This approach uses reversible terminator-bound dNTPs in a cyclic method that comprises nucleotide incorporation, fluorescence imaging and cleavage. A fluorescently-labeled terminator is imaged as each dNTP is added and then cleaved to allow incorporation of the next base. These nucleotides are chemically blocked such that each incorporation is a unique event. An imaging step follows each base incorporation step, then the blocked group is chemically removed to prepare each strand for the next incorporation by DNA polymerase. This series of steps continues for a specific number of cycles, as determined by user-defined instrument settings. Sequencing by reversible terminator chemistry can be a four-colour cycle such as used by Illumina/Solexa, or a one-colour cycle such as used by Helicos BioSciences.
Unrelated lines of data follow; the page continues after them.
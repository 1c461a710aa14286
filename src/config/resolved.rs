//! Resolved resource definition: config validated and flattened for runtime use.

use crate::config::{NodeKind, ResourceConfig};
use crate::error::ConfigError;
use crate::query::{FieldPath, QueryDefaults};
use crate::service::BodyRules;
use crate::store::CollectionSchema;
use serde_json::{Map, Value};

/// Verbs a backed resource accepts besides reads.
#[derive(Clone, Copy, Debug, PartialEq, Eq)]
pub struct Operations {
    pub create: bool,
    pub update: bool,
    pub delete: bool,
}

impl Default for Operations {
    fn default() -> Self {
        Operations {
            create: true,
            update: true,
            delete: true,
        }
    }
}

/// Immutable description of one resource.
#[derive(Clone, Debug)]
pub struct ResourceDefinition {
    pub rel: String,
    pub oname: String,
    pub otype: String,
    pub kind: NodeKind,
    /// External key. None means entities are identified by `_id`.
    pub okey: Option<FieldPath>,
    pub collection: Option<String>,
    /// Fixed content merged into every response.
    pub content: Map<String, Value>,
    pub count: bool,
    pub defaults: QueryDefaults,
    pub operations: Operations,
    pub validation: BodyRules,
}

impl ResourceDefinition {
    /// A collection-backed (`internal_db`) resource with default behavior.
    pub fn collection(rel: &str, collection: &str) -> Self {
        ResourceDefinition {
            rel: rel.to_string(),
            oname: default_oname(rel),
            otype: default_oname(rel),
            kind: NodeKind::InternalDb,
            okey: None,
            collection: Some(collection.to_string()),
            content: Map::new(),
            count: false,
            defaults: QueryDefaults::default(),
            operations: Operations::default(),
            validation: BodyRules::default(),
        }
    }

    /// A virtual node answered purely from `content`.
    pub fn virtual_node(rel: &str, kind: NodeKind, content: Map<String, Value>) -> Self {
        ResourceDefinition {
            kind,
            collection: None,
            content,
            ..ResourceDefinition::collection(rel, "")
        }
    }

    /// `schema` is the backing collection's declaration, when the file has one.
    pub fn from_config(cfg: &ResourceConfig, schema: Option<&CollectionSchema>) -> Result<Self, ConfigError> {
        let kind = cfg.kind();
        let okey = match cfg.okey.as_deref() {
            Some(k) => Some(
                FieldPath::parse(k).ok_or_else(|| ConfigError::Validation(format!("{}: invalid okey '{}'", cfg.rel, k)))?,
            ),
            None => None,
        };
        let oname = cfg.oname.clone().unwrap_or_else(|| default_oname(&cfg.rel));
        Ok(ResourceDefinition {
            rel: cfg.rel.clone(),
            otype: cfg.otype.clone().unwrap_or_else(|| oname.clone()),
            oname,
            kind,
            okey,
            collection: cfg.collection.clone(),
            content: cfg.content.clone(),
            count: cfg.count,
            defaults: QueryDefaults {
                top: cfg.top,
                skip: cfg.skip,
                orderby: cfg.orderby.clone(),
                orderby_paged: cfg.orderby_paged.clone(),
                select: cfg.select.clone(),
                expand: cfg.expand.0.clone(),
                populate: cfg.populate.0.clone(),
                lean: cfg.lean,
            },
            operations: Operations {
                create: cfg.create,
                update: cfg.update,
                delete: cfg.delete,
            },
            validation: BodyRules::compile(&cfg.rel, &cfg.validation, schema.and_then(|c| c.fields.as_deref()))?,
        })
    }

    /// Field that identifies an entity in URLs.
    pub fn key_field(&self) -> FieldPath {
        self.okey.clone().unwrap_or_else(FieldPath::id)
    }
}

/// Last path segment of `rel`.
fn default_oname(rel: &str) -> String {
    rel.trim_end_matches('/').rsplit('/').next().unwrap_or(rel).to_string()
}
Helicos BioSciences uses a “virtual Terminators”, which are unblocked terminators with a second nucleoside analogue that acts as an inhibitor. This terminators have the approoriate modifications for terminating or inhibiting groups so that DNA synthesis is terminated after a single base addition.[15][16][17]

Sequencing-by-ligation mediated by ligase enzymes

In this approach, the sequence extension reaction is not carried out by polymerases but rather by DNA ligase and either one-base-encoded probes or two-base-encoded probes. In its simplest form, a fluorescently labelled probe hybridizes to its complementary sequence adjacent to the primed template. DNA ligase is then added to join the dye-labelled probe to the primer. Non-ligated probes are washed away, followed by fluorescence imaging to determine the identity of the ligated probe. The cycle can be repeated either by using cleavable probes to remove the fluorescent dye and regenerate a 5′-PO4 group for subsequent ligation cycles or by removing and hybridizing a new primer to the template. [18]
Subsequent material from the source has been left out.